Pırıl pırıl ütülü giysili, misler gibi parfüm kokulu,

saçları taralı, dişleri fırçalanmış adamı / kadını

sevmek kolaydır.



Aslında aşk, aynı insanı, sabahın körü uykudan

uyandırdığındaki en sinirli hali ile de kabul

edebilmek, aynı tuvaleti bir dakika arayla

kullanabilmek, diz yapmış pijamalarla kanapede

yastıklara sarılıp sızmışken bile şevkatle

okşayabilmektir.



Buna katlanamayanlar zaten aşık değillerdir.



Bu durumda evlilik hoşlandığın insana karşı olan

duygularını öldürüyor diyebiliriz.



Zira aşıksan, aynı havayı solumak bile zevk verir. hep

beraber olmak istersin. banyodan gelen su sesi bile

onun evde olduğunun işaretidir ve huzur verir.



Ütülediğin gömleğin ona ne kadar çok yakışacağını

düşünürsün.



Pişirdiğin yemeği ne çok seveceğini hayal edersin.
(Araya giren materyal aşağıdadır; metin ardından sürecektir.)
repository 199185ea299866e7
//! Recoverable errors.
//!
//! Shape mismatches inside the numeric core are programming errors and panic
//! at the call site. The variants here cover what a caller can get wrong when
//! describing a network or a training run.

use thiserror::Error;

pub type Result<T> = std::result::Result<T, NetworkError>;

#[derive(Error, Debug)]
pub enum NetworkError {
    #[error("network has no input layer")]
    MissingInput,

    #[error("network has no output layer")]
    MissingOutput,

    /// Layer index counts from the input layer at 0.
    #[error("layer {index} has no neurons")]
    EmptyLayer { index: usize },

    #[error("invalid shape: {0}")]
    InvalidShape(String),

    #[error("invalid network: {0}")]
    InvalidNetwork(String),

    #[error("invalid training configuration: {0}")]
    InvalidConfig(String),

    #[error("failed to parse configuration: {0}")]
    ConfigParse(#[from] serde_json::Error),

    #[error("io error: {0}")]
    Io(#[from] std::io::Error),
}
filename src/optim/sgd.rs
use crate::layers::dense::Layer;
use crate::network::network::Network;
use crate::optim::gradients::{LayerGradients, NetworkGradients};

/// Plain gradient descent: `param -= learning_rate * gradient`.
#[derive(Debug, Clone, Copy, PartialEq)]
pub struct Sgd {
    pub learning_rate: f64,
}

impl Sgd {
    pub fn new(learning_rate: f64) -> Sgd {
        Sgd { learning_rate }
    }

    /// Moves `layer` against `gradients`, scaled by the learning rate. The
    /// gradient shapes must match the layer's weights.
    pub fn step(&self, layer: &mut Layer, gradients: &LayerGradients) {
        layer.apply_gradients(gradients, self.learning_rate);
    }

    /// Returns a copy of `network` with every layer after the input updated.
    pub fn apply(&self, network: &Network, gradients: &NetworkGradients) -> Network {
        assert_eq!(
            gradients.len() + 1,
            network.len(),
            "gradients cover {} layers but the network has {}",
            gradients.len() + 1,
            network.len()
        );
        let mut updated = network.clone();
        for (index, layer_gradients) in gradients.iter().enumerate() {
            self.step(&mut updated[index + 1], layer_gradients);
        }
        updated
    }
}
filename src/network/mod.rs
pub mod builder;
pub mod network;
pub mod observation;
pub mod spec;

pub use builder::NetworkBuilder;
pub use network::Network;
pub use observation::Observation;
pub use spec::LayerSpec;
pub mod gradients;
pub mod sgd;

pub use gradients::{LayerGradients, NetworkGradients};
pub use sgd::Sgd;
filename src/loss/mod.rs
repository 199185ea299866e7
pub mod squared_error;
pub mod cross_entropy;
pub mod loss_type;

pub use squared_error::SquaredErrorLoss;
pub use cross_entropy::CrossEntropyLoss;
pub use loss_type::LossType;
Bin tane ayakkabısı varken binbirinciye sahip olmaktan

mutlu olacak diye, istediğin gömleği satın almaktan

vazgeçersin.



Zamanla almaktan çok, birşeyler vermekten mutluluk

duyduğunu keşfedersin.



Eğer kadın evlilikte ikinize yemek pişirecek, dolabı

düzenleyip ütüyü yapacak bir anne olacak görülüyorsa,

o kadının saçlarının hiç yağlanmadığı ve adamın

geceleri terlemediği düşünülüyorsa, asla kavga

edilmeyecek ve lavabo tamir edilirken dahi gülüşüp

öpüşülecek zannediliyorsa zaten beklenti bir evlilik

değil, bir amerikan filmini yaşamaktır.



Bu hayallerle yola çıkıldığında, damat ilk gece

gelinin saçlarından onbin firkete sökmeye

çalıştığında, gelin ise damat firketeleri çıkaramayıp

"s.... .m böyle kuaförü" diye söylendiğinde zaten

evlilik sandıkları şey çatırdamaya başlayacaktır.



Evlilik; sadece aşk değildir.



Evlilik; ev arkadaşlığı, kankalık, sırdaşlık, ortak

hesaba sahip mudilik, ayrı kökenlerin birleşmesi, başı

hatırlanmayan bir akrabalık ilişkisidir.



Aşk bu ilişkide tutkuyu sağlar ama zaten tek başına

ayakta tutamaz.



Aşıksanız ateşli sevişmeler yaşarsınız ama kış

akşamları evde konyak içip geyik yapamayabilirsiniz.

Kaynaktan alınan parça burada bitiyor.